Our patient hummed and hawed but decided to risk it, on one condition: ‘You have to seat me next to an electric socket'.

‘Why?' asked our receptionist.

‘Brittle asthma,' replied our heroine.

Half our staff were lurking behind the reception desk to see her arrive, and she didn't disappoint. She had a nebuliser strapped to her back like one of the guys in Ghostbusters, and held the mask like a talisman. She had also acquired a sidekick; a sad-looking young man who ran beside her holding the plug for her nebuliser, playing Igor to her Dr Frankenstein.

Our receptionist wordlessly pointed at a socket, and young man plugged her in and hovered by the on/off switch in case of a sudden bronchospasm.

Despite daily consultations, none of us saw any evidence she had asthma. Nor did any of the doctors at A&E, who saw her on a similarly frequent basis. Eventually she disappeared. I assume the trust fund ran out and she had to go back to the Home Counties to marry some Nigel. Toodle-pip.

However, it's a shock to find your nightmare patient in your present, not your past. I am always suspicious of people who buy houses very close to a doctor's surgery. This guy was in reception while the removal vans were still unloading, with a repeat prescription list the length of a respectable short story.

A day later he was back; clutching his chest and staggering around reception. No doctors were in so the girls called an ambulance. Two days later he was out with the unhelpful (but entirely usual) diagnosis of ‘non-cardiac chest pain'.

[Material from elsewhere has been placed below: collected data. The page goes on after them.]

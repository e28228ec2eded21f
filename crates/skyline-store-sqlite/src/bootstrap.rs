//! One-time creation and seeding of a schema.
//!
//! A schema counts as present once `PRAGMA user_version` carries the ready
//! marker, which is written only after every seeding phase has committed.
//! Against a present schema [`ensure_ready`] reads nothing and writes
//! nothing. A schema left half-seeded by an interrupted run is resumed: the
//! DDL is idempotent and each phase only runs if its table is still empty.
//!
//! Seeding is best effort per row. A failed insert is logged and recorded in
//! the phase's [`PhaseReport`], the remaining rows are still attempted, and
//! the phase commits.

use std::fmt;

use rand::{Rng, seq::SliceRandom};
use skyline_core::{
  model::{AirportRecord, FlightRecord, PersonName, SeedData},
  names::NameSource,
};

use crate::{
  Result, SqliteStore,
  schema::{READY_VERSION, SCHEMA},
};

/// Names requested from the name source per flight.
pub const NAME_BATCH: usize = 10;
/// Passengers per flight are drawn uniformly from `1..=MAX_PASSENGERS_PER_FLIGHT`.
pub const MAX_PASSENGERS_PER_FLIGHT: usize = 10;
pub const PHONE_DIGITS: usize = 10;

// ─── Reports ─────────────────────────────────────────────────────────────────

#[derive(Debug, Clone, Copy, PartialEq, Eq)]
pub enum Phase {
  Airports,
  Flights,
  Passengers,
}

impl fmt::Display for Phase {
  fn fmt(&self, f: &mut fmt::Formatter<'_>) -> fmt::Result {
    f.write_str(match self {
      Phase::Airports => "iata_codes",
      Phase::Flights => "flights",
      Phase::Passengers => "passengers",
    })
  }
}

/// A row that could not be seeded.
#[derive(Debug, Clone, PartialEq, Eq)]
pub struct RowFailure {
  /// Human-readable identification of the row, e.g. `JFK` or `flight 12`.
  pub row:    String,
  pub reason: String,
}

/// Outcome of one seeding phase.
#[derive(Debug, Clone, PartialEq, Eq)]
pub struct PhaseReport {
  pub phase:    Phase,
  pub inserted: usize,
  pub failures: Vec<RowFailure>,
}

impl PhaseReport {
  fn new(phase: Phase) -> Self { Self { phase, inserted: 0, failures: Vec::new() } }

  fn fail(&mut self, row: impl Into<String>, reason: impl fmt::Display) {
    self.failures.push(RowFailure { row: row.into(), reason: reason.to_string() });
  }

  fn log(&self) {
    for failure in &self.failures {
      tracing::warn!(
        phase = %self.phase,
        row = %failure.row,
        reason = %failure.reason,
        "seed row skipped"
      );
    }
    tracing::info!(
      phase = %self.phase,
      inserted = self.inserted,
      failed = self.failures.len(),
      "seed phase committed"
    );
  }
}

/// Per-phase outcome of a seeding run. `None` means the phase was skipped
/// because its table already held rows.
#[derive(Debug, Clone, Default, PartialEq, Eq)]
pub struct SeedReport {
  pub airports:   Option<PhaseReport>,
  pub flights:    Option<PhaseReport>,
  pub passengers: Option<PhaseReport>,
}

impl SeedReport {
  pub fn total_failures(&self) -> usize {
    [&self.airports, &self.flights, &self.passengers]
      .into_iter()
      .flatten()
      .map(|p| p.failures.len())
      .sum()
  }
}

#[derive(Debug, Clone, PartialEq, Eq)]
pub enum Bootstrap {
  /// The schema was already present; nothing was touched.
  AlreadyReady,
  Seeded(SeedReport),
}

// ─── Readiness ───────────────────────────────────────────────────────────────

#[derive(Debug, Clone, Copy, Default)]
struct RowCounts {
  airports:   i64,
  flights:    i64,
  passengers: i64,
}

impl SqliteStore {
  /// Whether the schema carries the ready marker.
  pub async fn is_ready(&self) -> Result<bool> {
    let version: i64 = self
      .conn()
      .call(|conn| Ok(conn.query_row("PRAGMA user_version", [], |row| row.get(0))?))
      .await?;
    Ok(version >= READY_VERSION)
  }

  async fn row_counts(&self) -> Result<RowCounts> {
    let counts = self
      .conn()
      .call(|conn| {
        let count = |table: &str| -> rusqlite::Result<i64> {
          conn.query_row(&format!("SELECT COUNT(*) FROM {table}"), [], |row| row.get(0))
        };
        Ok(RowCounts {
          airports:   count("iata_codes")?,
          flights:    count("flights")?,
          passengers: count("passengers")?,
        })
      })
      .await?;
    Ok(counts)
  }

  async fn flight_ids(&self) -> Result<Vec<i64>> {
    let ids = self
      .conn()
      .call(|conn| {
        let mut stmt = conn.prepare("SELECT id FROM flights ORDER BY id")?;
        let ids = stmt
          .query_map([], |row| row.get(0))?
          .collect::<rusqlite::Result<Vec<i64>>>()?;
        Ok(ids)
      })
      .await?;
    Ok(ids)
  }
}

// ─── Entry point ─────────────────────────────────────────────────────────────

/// Bring the store's schema to a seeded, queryable state.
///
/// `seed` is only read when seeding is needed. Flights are inserted in an
/// order shuffled with `rng`, which also drives passenger generation.
pub async fn ensure_ready<N, R>(
  store: &SqliteStore,
  seed: &SeedData,
  names: &N,
  rng: &mut R,
) -> Result<Bootstrap>
where
  N: NameSource,
  R: Rng + Send,
{
  if store.is_ready().await? {
    tracing::info!(schema = store.schema(), "schema present, skipping bootstrap");
    return Ok(Bootstrap::AlreadyReady);
  }

  tracing::info!(schema = store.schema(), "creating schema");
  store
    .conn()
    .call(|conn| {
      conn.execute_batch(SCHEMA)?;
      Ok(())
    })
    .await?;

  let counts = store.row_counts().await?;
  let mut report = SeedReport::default();

  if counts.airports == 0 {
    tracing::info!("populating iata_codes table");
    report.airports = Some(seed_airports(store, &seed.airports).await?);
  }

  let mut seeded_flights = None;
  if counts.flights == 0 {
    tracing::info!("populating flights table");
    let mut records = seed.flights.clone();
    records.shuffle(rng);
    let (phase, ids) = seed_flights(store, records).await?;
    report.flights = Some(phase);
    seeded_flights = Some(ids);
  }

  if counts.passengers == 0 {
    tracing::info!("populating passengers table");
    let flight_ids = match seeded_flights {
      Some(ids) => ids,
      None => store.flight_ids().await?,
    };
    report.passengers = Some(seed_passengers(store, &flight_ids, names, rng).await?);
  }

  store
    .conn()
    .call(|conn| {
      conn.pragma_update(None, "user_version", READY_VERSION)?;
      Ok(())
    })
    .await?;

  tracing::info!(
    schema = store.schema(),
    failures = report.total_failures(),
    "bootstrap complete"
  );
  Ok(Bootstrap::Seeded(report))
}

// ─── Phases ──────────────────────────────────────────────────────────────────

async fn seed_airports(store: &SqliteStore, records: &[AirportRecord]) -> Result<PhaseReport> {
  let records = records.to_vec();
  let report = store
    .conn()
    .call(move |conn| {
      let tx = conn.transaction()?;
      let mut report = PhaseReport::new(Phase::Airports);
      {
        let mut stmt =
          tx.prepare("INSERT INTO iata_codes (code, city, country) VALUES (?1, ?2, ?3)")?;
        for r in &records {
          let country = (!r.country.is_empty()).then_some(r.country.as_str());
          match stmt.execute(rusqlite::params![r.code, r.city, country]) {
            Ok(_) => report.inserted += 1,
            Err(e) => report.fail(r.code.as_str(), e),
          }
        }
      }
      tx.commit()?;
      Ok(report)
    })
    .await?;

  report.log();
  Ok(report)
}

/// Returns the phase report and the ids assigned to the inserted flights.
async fn seed_flights(
  store: &SqliteStore,
  records: Vec<FlightRecord>,
) -> Result<(PhaseReport, Vec<i64>)> {
  let (report, ids) = store
    .conn()
    .call(move |conn| {
      let tx = conn.transaction()?;
      let mut report = PhaseReport::new(Phase::Flights);
      let mut ids = Vec::with_capacity(records.len());
      {
        let mut stmt = tx.prepare(
          "INSERT INTO flights (iata_departure, iata_arrival, price, distance)
           VALUES (?1, ?2, ?3, ?4)",
        )?;
        for r in &records {
          match stmt.execute(rusqlite::params![
            r.iata_departure,
            r.iata_arrival,
            r.price,
            r.distance
          ]) {
            Ok(_) => {
              report.inserted += 1;
              ids.push(tx.last_insert_rowid());
            }
            Err(e) => report.fail(
              format!("{}->{} (import id {})", r.iata_departure, r.iata_arrival, r.id),
              e,
            ),
          }
        }
      }
      tx.commit()?;
      Ok((report, ids))
    })
    .await?;

  report.log();
  Ok((report, ids))
}

struct NewPassenger {
  flight_id:  i64,
  first_name: String,
  last_name:  String,
  phone:      String,
}

async fn seed_passengers<N, R>(
  store: &SqliteStore,
  flight_ids: &[i64],
  names: &N,
  rng: &mut R,
) -> Result<PhaseReport>
where
  N: NameSource,
  R: Rng + Send,
{
  let mut report = PhaseReport::new(Phase::Passengers);
  let mut pending = Vec::new();

  for &flight_id in flight_ids {
    let batch = match names.fetch_names(NAME_BATCH).await {
      Ok(batch) if !batch.is_empty() => batch,
      Ok(_) => {
        report.fail(format!("flight {flight_id}"), "name source returned no names");
        continue;
      }
      Err(e) => {
        report.fail(format!("flight {flight_id}"), format_args!("name source: {e}"));
        continue;
      }
    };

    let count = rng.gen_range(1..=MAX_PASSENGERS_PER_FLIGHT);
    for _ in 0..count {
      pending.push(generate_passenger(flight_id, &batch, rng));
    }
  }

  let (inserted, failures) = store
    .conn()
    .call(move |conn| {
      let tx = conn.transaction()?;
      let mut inserted = 0usize;
      let mut failures = Vec::new();
      {
        let mut stmt = tx.prepare(
          "INSERT INTO passengers (first_name, last_name, phone, flight_id)
           VALUES (?1, ?2, ?3, ?4)",
        )?;
        for p in &pending {
          match stmt.execute(rusqlite::params![p.first_name, p.last_name, p.phone, p.flight_id]) {
            Ok(_) => inserted += 1,
            Err(e) => failures.push(RowFailure {
              row:    format!("{} {} (flight {})", p.first_name, p.last_name, p.flight_id),
              reason: e.to_string(),
            }),
          }
        }
      }
      tx.commit()?;
      Ok((inserted, failures))
    })
    .await?;

  report.inserted = inserted;
  report.failures.extend(failures);
  report.log();
  Ok(report)
}

/// First and last name are drawn independently from the batch.
fn generate_passenger<R: Rng>(flight_id: i64, batch: &[PersonName], rng: &mut R) -> NewPassenger {
  let first = &batch[rng.gen_range(0..batch.len())];
  let last = &batch[rng.gen_range(0..batch.len())];
  NewPassenger {
    flight_id,
    first_name: first.first_name.clone(),
    last_name: last.last_name.clone(),
    phone: random_phone(rng),
  }
}

pub fn random_phone<R: Rng>(rng: &mut R) -> String {
  (0..PHONE_DIGITS)
    .map(|_| char::from(b'0' + rng.gen_range(0..10u8)))
    .collect()
}
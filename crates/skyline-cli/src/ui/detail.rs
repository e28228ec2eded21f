//! Details (selected item) and Info (table summary) panes.

use ratatui::{
  Frame,
  layout::Rect,
  style::{Color, Modifier, Style},
  text::{Line, Span},
  widgets::{Block, Borders, Paragraph, Wrap},
};

use crate::app::App;

/// Render the detail text of the selected item into `area`.
pub fn draw_details(f: &mut Frame, area: Rect, app: &App) {
  let block = pane(" Details ");
  let inner = block.inner(area);
  f.render_widget(block, area);

  let Some(text) = app.nav.detail() else {
    f.render_widget(
      Paragraph::new("Select an item to see its details.")
        .style(Style::default().fg(Color::DarkGray)),
      inner,
    );
    return;
  };

  let lines: Vec<Line> = text.lines().map(field_line).collect();
  f.render_widget(Paragraph::new(lines).wrap(Wrap { trim: false }), inner);
}

/// Render the summary of the listed table into `area`.
pub fn draw_info(f: &mut Frame, area: Rect, app: &App) {
  let block = pane(" Info ");
  let inner = block.inner(area);
  f.render_widget(block, area);

  let summary = app.nav.summary();
  let style = if summary.starts_with("Error: ") {
    Style::default().fg(Color::Red)
  } else {
    Style::default()
  };
  f.render_widget(
    Paragraph::new(summary.to_owned())
      .style(style)
      .wrap(Wrap { trim: false }),
    inner,
  );
}

fn pane(title: &str) -> Block<'_> {
  Block::default()
    .title(title)
    .borders(Borders::ALL)
    .border_style(Style::default().fg(Color::DarkGray))
}

/// `Label: value` with the label highlighted.
fn field_line(line: &str) -> Line<'_> {
  match line.split_once(": ") {
    Some((label, value)) => Line::from(vec![
      Span::styled(
        format!("{label}: "),
        Style::default()
          .fg(Color::Cyan)
          .add_modifier(Modifier::BOLD),
      ),
      Span::raw(value),
    ]),
    None => Line::raw(line),
  }
}
//! Error types for `skyline-core`.

use thiserror::Error;

use crate::table::{Column, Table};

#[derive(Debug, Error)]
pub enum Error {
  #[error("invalid identifier: {0:?}")]
  InvalidIdentifier(String),

  #[error("unknown table: {0:?}")]
  UnknownTable(String),

  #[error("column {column} does not belong to table {table}")]
  ColumnNotInTable { column: Column, table: Table },

  #[error("bucket width must be positive")]
  InvalidBucketWidth,

  /// A raw row did not hold the expected kind of value at `index`.
  #[error("unexpected value at column {index}: expected {expected}")]
  UnexpectedValue { index: usize, expected: &'static str },
}

pub type Result<T, E = Error> = std::result::Result<T, E>;
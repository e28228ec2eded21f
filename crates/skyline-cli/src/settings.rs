//! Command-line arguments and layered settings.
//!
//! Precedence, lowest first: built-in defaults, the TOML config file,
//! `SKYLINE_*` environment variables, command-line flags.

use std::path::PathBuf;

use anyhow::Context as _;
use clap::Parser;
use serde::Deserialize;

/// Config file read when `--config` is not given. Optional.
const DEFAULT_CONFIG_FILE: &str = "skyline.toml";

#[derive(Parser, Debug, Default)]
#[command(name = "skyline", about = "Browse flights, airports and passengers in the terminal")]
pub struct Cli {
  /// Path to a TOML config file.
  #[arg(short, long, value_name = "FILE")]
  pub config: Option<PathBuf>,

  /// Directory holding the schema database files.
  #[arg(long, value_name = "DIR")]
  pub data_dir: Option<PathBuf>,

  /// Schema (database) name.
  #[arg(long)]
  pub schema: Option<String>,

  /// Airport import file, read only when seeding a fresh schema.
  #[arg(long, value_name = "FILE")]
  pub airports: Option<PathBuf>,

  /// Flight import file, read only when seeding a fresh schema.
  #[arg(long, value_name = "FILE")]
  pub flights: Option<PathBuf>,

  /// Base URL of the random name service.
  #[arg(long)]
  pub names_url: Option<String>,

  /// Use built-in names instead of the name service.
  #[arg(long)]
  pub offline: bool,

  /// Seed for flight shuffling and passenger generation.
  #[arg(long)]
  pub seed: Option<u64>,

  /// Log file; the terminal is owned by the UI.
  #[arg(long, value_name = "FILE")]
  pub log_file: Option<PathBuf>,
}

/// Resolved runtime settings.
#[derive(Debug, Clone, Deserialize)]
pub struct Settings {
  pub data_dir:     PathBuf,
  pub schema:       String,
  pub airports_csv: PathBuf,
  pub flights_csv:  PathBuf,
  pub csv_headers:  bool,
  pub names_url:    String,
  pub offline:      bool,
  pub seed:         Option<u64>,
  pub log_file:     PathBuf,
}

impl Settings {
  pub fn load(cli: &Cli) -> anyhow::Result<Self> {
    let file = match &cli.config {
      Some(path) => config::File::from(path.clone()).required(true),
      None => config::File::with_name(DEFAULT_CONFIG_FILE).required(false),
    };

    let path_str = |p: &Option<PathBuf>| p.as_ref().map(|p| p.display().to_string());

    let settings = config::Config::builder()
      .set_default("data_dir", ".")?
      .set_default("schema", "flights")?
      .set_default("airports_csv", "iata_codes.csv")?
      .set_default("flights_csv", "flights.csv")?
      .set_default("csv_headers", true)?
      .set_default("names_url", "https://random-data-api.com")?
      .set_default("offline", false)?
      .set_default("log_file", "skyline.log")?
      .add_source(file)
      .add_source(config::Environment::with_prefix("SKYLINE"))
      .set_override_option("data_dir", path_str(&cli.data_dir))?
      .set_override_option("schema", cli.schema.clone())?
      .set_override_option("airports_csv", path_str(&cli.airports))?
      .set_override_option("flights_csv", path_str(&cli.flights))?
      .set_override_option("names_url", cli.names_url.clone())?
      .set_override_option("offline", cli.offline.then_some(true))?
      .set_override_option("seed", cli.seed)?
      .set_override_option("log_file", path_str(&cli.log_file))?
      .build()
      .context("failed to read configuration")?;

    settings
      .try_deserialize()
      .context("failed to deserialise settings")
  }
}
use expense_accrual::config::RunSettings;
use expense_accrual::domain::expense::{ExpenseRecord, Frequency, RecordFrequency};
use expense_accrual::domain::report::{FailureCause, RecordOutcome, RunStatus, SkipReason};
use expense_accrual::infrastructure::in_memory::InMemoryExpenseStore;
use rust_decimal::Decimal;
use rust_decimal_macros::dec;
use std::time::Duration;

mod common;
use common::{amount_of, daily_store, expense, fast_settings, id, orchestrator, sample_store};

#[tokio::test]
async fn test_end_to_end_sample() {
    let store = sample_store();

    let report = orchestrator(&store, fast_settings()).run_once().await;

    assert_eq!(report.status, RunStatus::Completed);
    assert_eq!(report.attempted, 2);
    assert_eq!(report.succeeded, 2);
    assert_eq!(report.failed, 0);
    assert_eq!(amount_of(&store, 1).await, Some(dec!(1100)));
    assert_eq!(amount_of(&store, 2).await, Some(dec!(501)));
    assert_eq!(amount_of(&store, 3).await, Some(dec!(200)));
    assert!(report.outcome_for(&id(3)).is_none());
    assert!(report.finished_at.unwrap() >= report.started_at);
}

#[tokio::test]
async fn test_one_update_per_recurring_record() {
    let store = daily_store(25);

    let report = orchestrator(&store, fast_settings()).run_once().await;

    assert_eq!(store.list_calls(), 1);
    assert_eq!(store.update_calls(), 25);
    assert_eq!(report.attempted, 25);
    assert_eq!(report.succeeded, 25);
    for n in 1..=25 {
        assert_eq!(amount_of(&store, n).await, Some(dec!(10)));
    }
}

#[tokio::test]
async fn test_outcomes_follow_listing_order() {
    let store = daily_store(12);
    store.set_update_latency(Duration::from_millis(5)).await;

    let report = orchestrator(&store, fast_settings()).run_once().await;

    let ids: Vec<_> = report.outcomes.iter().map(|o| o.id().clone()).collect();
    let expected: Vec<_> = (1..=12).map(id).collect();
    assert_eq!(ids, expected);
}

#[tokio::test]
async fn test_two_runs_accrue_twice() {
    let store = sample_store();
    let orchestrator = orchestrator(&store, fast_settings());

    orchestrator.run_once().await;
    orchestrator.run_once().await;

    assert_eq!(amount_of(&store, 1).await, Some(dec!(1200)));
    assert_eq!(amount_of(&store, 2).await, Some(dec!(502)));
    assert_eq!(amount_of(&store, 3).await, Some(dec!(200)));
}

#[tokio::test]
async fn test_list_failure_aborts_run() {
    let store = sample_store();
    store.fail_list(true).await;

    let report = orchestrator(&store, fast_settings()).run_once().await;

    assert!(matches!(report.status, RunStatus::Aborted(_)));
    assert_eq!(report.attempted, 0);
    assert!(report.outcomes.is_empty());
    assert_eq!(store.update_calls(), 0);
    assert_eq!(amount_of(&store, 1).await, Some(dec!(1000)));
}

#[tokio::test]
async fn test_invalid_records_fail_without_stopping_run() {
    let mut unknown = expense(2, dec!(10), dec!(0), Frequency::Daily);
    unknown.frequency = Some(RecordFrequency::Unrecognized("Fortnightly".to_string()));
    let mut no_base = expense(4, dec!(10), dec!(0), Frequency::Daily);
    no_base.base = None;
    let store = InMemoryExpenseStore::with_records([
        expense(1, dec!(7), dec!(0), Frequency::Weekly),
        unknown,
        expense(3, dec!(-5), dec!(0), Frequency::Daily),
        no_base,
        expense(5, dec!(30), dec!(3), Frequency::Monthly),
    ]);

    let report = orchestrator(&store, fast_settings()).run_once().await;

    assert_eq!(report.attempted, 5);
    assert_eq!(report.succeeded, 2);
    assert_eq!(report.failed, 3);
    assert_eq!(store.update_calls(), 2);
    for n in [2, 3, 4] {
        assert!(matches!(
            report.outcome_for(&id(n)),
            Some(RecordOutcome::Failed {
                cause: FailureCause::InvalidRecord(_),
                ..
            })
        ));
    }
    assert_eq!(amount_of(&store, 1).await, Some(dec!(1)));
    assert_eq!(amount_of(&store, 5).await, Some(dec!(4)));
}

#[tokio::test]
async fn test_deleted_record_is_skipped() {
    let store = sample_store();
    store.delete_before_update(id(1)).await;

    let report = orchestrator(&store, fast_settings()).run_once().await;

    assert_eq!(
        report.outcome_for(&id(1)),
        Some(&RecordOutcome::Skipped {
            id: id(1),
            reason: SkipReason::Deleted,
        })
    );
    assert_eq!(report.skipped, 1);
    assert_eq!(report.succeeded, 1);
    assert_eq!(report.failed, 0);
    assert_eq!(amount_of(&store, 2).await, Some(dec!(501)));
}

#[tokio::test]
async fn test_exhausted_retries_do_not_affect_other_records() {
    let store = daily_store(5);
    store.fail_updates(id(3), u32::MAX).await;

    let report = orchestrator(&store, fast_settings()).run_once().await;

    assert_eq!(report.attempted, 5);
    assert_eq!(report.succeeded, 4);
    assert_eq!(report.failed, 1);
    // three attempts for the failing record, one for each of the others
    assert_eq!(store.update_calls(), 7);
    assert_eq!(amount_of(&store, 3).await, Some(Decimal::ZERO));
    for n in [1, 2, 4, 5] {
        assert_eq!(amount_of(&store, n).await, Some(dec!(10)));
    }
}

#[tokio::test]
async fn test_retry_sends_same_target_amount() {
    let store = InMemoryExpenseStore::with_records([expense(1, dec!(70), dec!(5), Frequency::Weekly)]);
    store.fail_updates(id(1), 2).await;

    let report = orchestrator(&store, fast_settings()).run_once().await;

    assert_eq!(report.succeeded, 1);
    assert_eq!(amount_of(&store, 1).await, Some(dec!(15)));
}

#[tokio::test]
async fn test_update_parallelism_is_bounded() {
    let store = daily_store(20);
    store.set_update_latency(Duration::from_millis(20)).await;
    let settings = RunSettings {
        max_concurrent_updates: 4,
        ..fast_settings()
    };

    let report = orchestrator(&store, settings).run_once().await;

    assert_eq!(report.succeeded, 20);
    assert!(store.peak_concurrent_updates() <= 4);
    assert!(store.peak_concurrent_updates() > 1);
}

#[tokio::test]
async fn test_deadline_fails_remaining_records() {
    let store = daily_store(6);
    store.set_update_latency(Duration::from_millis(100)).await;
    let settings = RunSettings {
        max_concurrent_updates: 1,
        run_deadline: Duration::from_millis(150),
        ..fast_settings()
    };

    let report = orchestrator(&store, settings).run_once().await;

    assert_eq!(report.attempted, 6);
    assert!(report.succeeded >= 1);
    assert!(report.failed >= 1);
    assert_eq!(report.succeeded + report.failed, 6);
    assert!(matches!(
        report.outcome_for(&id(6)),
        Some(RecordOutcome::Failed {
            cause: FailureCause::DeadlineExceeded,
            ..
        })
    ));
    assert_eq!(amount_of(&store, 6).await, Some(Decimal::ZERO));
}

#[tokio::test]
async fn test_missing_amount_accrues_from_zero() {
    let mut record: ExpenseRecord = expense(1, dec!(14), dec!(0), Frequency::Weekly);
    record.amount = None;
    let store = InMemoryExpenseStore::with_records([record]);

    orchestrator(&store, fast_settings()).run_once().await;

    assert_eq!(amount_of(&store, 1).await, Some(dec!(2)));
}

#[tokio::test]
async fn test_overflowing_amount_fails_only_that_record() {
    let large = Decimal::from_scientific("5e28").unwrap();
    let store = InMemoryExpenseStore::with_records([
        expense(1, large, large, Frequency::Daily),
        expense(2, dec!(7), dec!(0), Frequency::Weekly),
    ]);

    let report = orchestrator(&store, fast_settings()).run_once().await;

    assert_eq!(report.status, RunStatus::Completed);
    assert_eq!(report.attempted, 2);
    assert_eq!(report.succeeded, 1);
    assert!(matches!(
        report.outcome_for(&id(1)),
        Some(RecordOutcome::Failed {
            cause: FailureCause::InvalidRecord(_),
            ..
        })
    ));
    assert_eq!(amount_of(&store, 1).await, Some(large));
    assert_eq!(amount_of(&store, 2).await, Some(dec!(1)));
}

#[tokio::test]
async fn test_large_base_accrues() {
    let large = Decimal::from_scientific("5e28").unwrap();
    let store = InMemoryExpenseStore::with_records([expense(1, large, dec!(0), Frequency::Daily)]);

    let report = orchestrator(&store, fast_settings()).run_once().await;

    assert_eq!(report.succeeded, 1);
    assert_eq!(amount_of(&store, 1).await, Some(large));
}

#[tokio::test]
async fn test_malformed_records_do_not_abort_listing() {
    let seed = br#"[
        {"id": 1, "base": "abc", "amount": 0, "frequency": "Daily"},
        {"id": 2, "base": 1e30, "amount": 0, "frequency": "Daily"},
        {"id": 3, "base": 10, "amount": 0, "frequency": 1},
        {"id": 4, "base": 10, "amount": 0, "frequency": "Daily"}
    ]"#;
    let store = InMemoryExpenseStore::from_json(seed).unwrap();

    let report = orchestrator(&store, fast_settings()).run_once().await;

    assert_eq!(report.status, RunStatus::Completed);
    assert_eq!(report.attempted, 4);
    assert_eq!(report.failed, 3);
    assert_eq!(report.succeeded, 1);
    for n in 1..=3 {
        assert!(matches!(
            report.outcome_for(&id(n)),
            Some(RecordOutcome::Failed {
                cause: FailureCause::InvalidRecord(_),
                ..
            })
        ));
    }
    assert_eq!(store.update_calls(), 1);
    assert_eq!(amount_of(&store, 4).await, Some(dec!(10)));
}

#[tokio::test]
async fn test_backoff_on_one_record_leaves_others_unblocked() {
    let store = daily_store(4);
    store.fail_updates(id(1), 2).await;
    let settings = RunSettings {
        max_attempts: 3,
        retry_backoff: Duration::from_millis(150),
        max_concurrent_updates: 2,
        run_deadline: Duration::from_millis(350),
    };

    let report = orchestrator(&store, settings).run_once().await;

    for n in 2..=4 {
        assert!(matches!(
            report.outcome_for(&id(n)),
            Some(RecordOutcome::Accrued { .. })
        ));
        assert_eq!(amount_of(&store, n).await, Some(dec!(10)));
    }
    let ids: Vec<_> = report.outcomes.iter().map(|o| o.id().clone()).collect();
    assert_eq!(ids, (1..=4).map(id).collect::<Vec<_>>());
}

That was yesterday. Today, I took a call from him. ‘Pain all over!' Gasp gasp. ‘Can't breathe!' Gasp gasp. ‘It's this new tablet they gave me!' Gasp… oh, you get the idea.

‘What is this new tablet?' I asked.

‘Let me have a look.' I noticed he forgot to gasp for a while. ‘Cloppy-dog something .'

‘Don't take any more,' I said, ‘and phone us in few days if you don't feel any better.'

Twenty minutes later I had a screaming daughter on the phone. ‘He's lost the use of his legs!' she yelled.

Tweaking the blinds I could actually see the bugger, standing hands on hips in his window, looking remarkably undistressed. So I told her: ‘I'm not going to visit him.'

‘I'm going to complain about you!' she bellowed.

‘Such is your right,' I told her, ‘but bring him to the surgery if you're worried.'

This man will never get a home visit from us, while I breathe. Let the battle of wills commence.